Snowe shares a centrist ideology with Susan Collins, her former colleague in the Senate from Maine, who still serves in the chamber. Collins is considered a "half-turn more conservative" than Snowe. Snowe supports abortion rights and gay rights, and though she previously voted to block the repeal of "Don't ask, don't tell", she was one of eight Republican senators to vote for the act's repeal on December 18, 2010, ending the policy. In her 2006 re-election campaign, she was one of two Republican Senate candidates endorsed by the prominent gay rights organization the Human Rights Campaign (the other was Lincoln Chafee of Rhode Island, who became a Democrat in 2013 and a Libertarian in 2019). According to GovTrack, Snowe was the most liberal Republican senator in 2012–13 being placed by GovTrack's analysis to the left of every Republican and several Democrats. In 2012, the non-partisan National Journal gave Snowe a composite 57% conservative score and a 43% liberal score.

Snowe supported both President Clinton's involvement in Kosovo and President George W. Bush's invasions in Afghanistan and Iraq. On fiscal issues, she has voiced support for cutting taxes as economic stimulus, although she joined fellow Republican senators Lincoln Chafee and John McCain in voting against the Jobs and Growth Tax Relief Reconciliation Act of 2003. In 2004, she opposed the accelerated implementation of the Bush tax cuts citing budget concerns and she was joined by Senators Collins, McCain, and Chafee. 

Snowe is a member of the Republican Main Street Partnership and supports stem cell research. She is also a member of Republicans for Environmental Protection, the Republican Majority for Choice, Republicans for Choice and The Wish List (Women In the Senate and House), a group of pro-choice Republican women. Her highest composite conservative score according to the National Journal was a 63% in 2010 and her highest composite liberal score was a 55.5% in 2006. She voted against the Federal Marriage Amendment, an amendment aimed at banning gay marriage, in 2004. She voted against banning gay marriage in 2006 for a second time. In 2005 and 2007, she voted to support embryonic stem-cell research. In 2008, Snowe endorsed Republican candidate John McCain for President of the United States.
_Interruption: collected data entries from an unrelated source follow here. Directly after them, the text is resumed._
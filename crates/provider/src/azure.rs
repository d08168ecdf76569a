//! Azure-family adapter
//!
//! The client-facing model maps to a deployment name embedded in the URL
//! path; the credential travels in the `api-key` header. The body passes
//! through with the mapped model so deployments that validate the field
//! see a consistent value.

use std::future::Future;
use std::pin::Pin;

use credential_pool::{CredentialMaterial, CredentialRecord};
use reqwest::header::{HeaderMap, HeaderName, HeaderValue};
use serde_json::Value;

use crate::anthropic::{serialize_body, supports};
use crate::descriptor::ProviderDescriptor;
use crate::headers::forward_default;
use crate::model_map::ModelMap;
use crate::{Capabilities, Error, ProviderAdapter, Result, TransformedRequest, UpstreamRequest};

pub struct AzureAdapter {
    display_name: String,
    base_url: String,
    models: Vec<String>,
    map: ModelMap,
}

impl AzureAdapter {
    pub fn new(descriptor: &ProviderDescriptor) -> Self {
        Self {
            display_name: descriptor.id.clone(),
            base_url: descriptor.base_url_trimmed().to_string(),
            models: descriptor.models.clone(),
            map: ModelMap::new(&descriptor.model_mapping),
        }
    }
}

impl ProviderAdapter for AzureAdapter {
    fn display_name(&self) -> &str {
        &self.display_name
    }

    fn base_url(&self) -> &str {
        &self.base_url
    }

    fn capabilities(&self) -> Capabilities {
        Capabilities {
            streaming: true,
            url_rewrite: true,
            ..Capabilities::default()
        }
    }

    fn map_model(&self, client_model: &str) -> String {
        self.map
            .lookup(client_model)
            .map(str::to_string)
            .unwrap_or_else(|| client_model.to_string())
    }

    fn list_models(&self) -> Vec<String> {
        self.models.clone()
    }

    fn supports_model(&self, client_model: &str) -> bool {
        supports(&self.map, &self.models, client_model)
    }

    fn forward_headers(&self, client_headers: &HeaderMap) -> HeaderMap {
        forward_default(client_headers)
    }

    fn transform_request(
        &self,
        body: &Value,
        path: &str,
        _streaming: bool,
    ) -> Result<TransformedRequest> {
        let model = body
            .get("model")
            .and_then(Value::as_str)
            .ok_or_else(|| Error::InvalidRequest("request body has no model field".into()))?;
        let deployment = self.map_model(model);

        let mut body = body.clone();
        body["model"] = Value::String(deployment.clone());

        Ok(TransformedRequest {
            body: serialize_body(&body)?,
            url: format!("{}/deployments/{deployment}{path}", self.base_url),
        })
    }

    fn authenticate<'a>(
        &'a self,
        request: &'a mut UpstreamRequest,
        credential: &'a CredentialRecord,
    ) -> Pin<Box<dyn Future<Output = Result<()>> + Send + 'a>> {
        Box::pin(async move {
            let CredentialMaterial::ApiKey(key) = &credential.material else {
                return Err(Error::Credential(format!(
                    "credential {} is not an api key",
                    credential.id
                )));
            };
            let value = HeaderValue::from_str(key.expose())
                .map_err(|_| Error::Credential("api key contains invalid bytes".into()))?;
            request.headers.insert(HeaderName::from_static("api-key"), value);
            Ok(())
        })
    }
}
//! Background health probing
//!
//! A periodic task issues a lightweight request to each provider whose
//! circuit is OPEN. A successful probe moves the circuit to HALF_OPEN ahead
//! of the open-duration timer, so recovery is detected without waiting for
//! live traffic to be risked.

use std::sync::Arc;
use std::time::Duration;

use tracing::{debug, info, warn};

use crate::breaker::CircuitState;
use crate::tracker::HealthTracker;

/// One probe destination: provider id plus a URL that answers cheaply.
#[derive(Debug, Clone)]
pub struct ProbeTarget {
    pub provider_id: String,
    pub url: String,
}

/// Spawn the probe loop. `targets` is re-evaluated every cycle so the task
/// follows configuration reloads without being restarted.
pub fn spawn_probe_task<F>(
    tracker: Arc<HealthTracker>,
    client: reqwest::Client,
    interval: Duration,
    targets: F,
) -> tokio::task::JoinHandle<()>
where
    F: Fn() -> Vec<ProbeTarget> + Send + 'static,
{
    tokio::spawn(async move {
        let mut ticker = tokio::time::interval(interval);
        // Skip the immediate first tick; nothing can be open yet at startup.
        ticker.tick().await;

        loop {
            ticker.tick().await;
            probe_cycle(&tracker, &client, &targets()).await;
        }
    })
}

/// Run one probe cycle against every OPEN provider.
async fn probe_cycle(tracker: &HealthTracker, client: &reqwest::Client, targets: &[ProbeTarget]) {
    for target in targets {
        let record = tracker.record(&target.provider_id);
        if record.state() != CircuitState::Open {
            continue;
        }
        debug!(provider_id = %target.provider_id, url = %target.url, "probing open provider");
        match client
            .get(&target.url)
            .timeout(Duration::from_secs(5))
            .send()
            .await
        {
            Ok(response) if probe_ok(response.status().as_u16()) => {
                info!(provider_id = %target.provider_id, "probe succeeded");
                record.probe_succeeded();
            }
            Ok(response) => {
                debug!(
                    provider_id = %target.provider_id,
                    status = response.status().as_u16(),
                    "probe returned unhealthy status"
                );
            }
            Err(e) => {
                warn!(provider_id = %target.provider_id, error = %e, "probe request failed");
            }
        }
    }
}

/// A probe counts as healthy unless the status is in the failure class.
/// Auth errors (401/404 on a bare GET) still prove the backend is up.
fn probe_ok(status: u16) -> bool {
    !matches!(status, 429 | 500 | 502 | 503 | 504)
}

#[cfg(test)]
mod tests {
    use super::*;

    #[test]
    fn probe_ok_accepts_auth_rejections() {
        assert!(probe_ok(200));
        assert!(probe_ok(401));
        assert!(probe_ok(404));
    }

    #[test]
    fn probe_ok_rejects_failure_class() {
        for status in [429, 500, 502, 503, 504] {
            assert!(!probe_ok(status), "{status}");
        }
    }
}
In the 111th Congress, Snowe backed the release of additional Troubled Asset Relief Program (TARP) funds and the American Recovery and Reinvestment Act. While she opposed President Obama's budget resolution, she pledged to work in a bipartisan manner on the issues of health care reform and energy.

In 2007, Olympia Snowe was among the Republicans who voted in favor of the McCain-Kennedy bill to give citizenship to undocumented immigrants. However, she voted against the DREAM Act in 2010. She also voted to continue funding to 'sanctuary cities,' voted against eliminating the 'Y' guestworker visa program, but she also voted in favor of building a fence along the southern border and voted to make English the official language of the United States.

"In October 2009, Snowe was the sole Republican in the Senate to vote for the Finance Committee’s health care reform bill." However, she stated that she might not support the final bill due to strong reservations. Snowe was one of three Republicans to break with their party and vote with Democrats to end a filibuster of a defense spending bill; the filibuster was meant to delay or stop the vote on health care legislation. In December 2009, Snowe voted against cloture for two procedural motions and ultimately against the Senate Health Care Reform Bill. Snowe again voted against health care reform when she voted "no" on the Health Care and Education Reconciliation Act of 2010.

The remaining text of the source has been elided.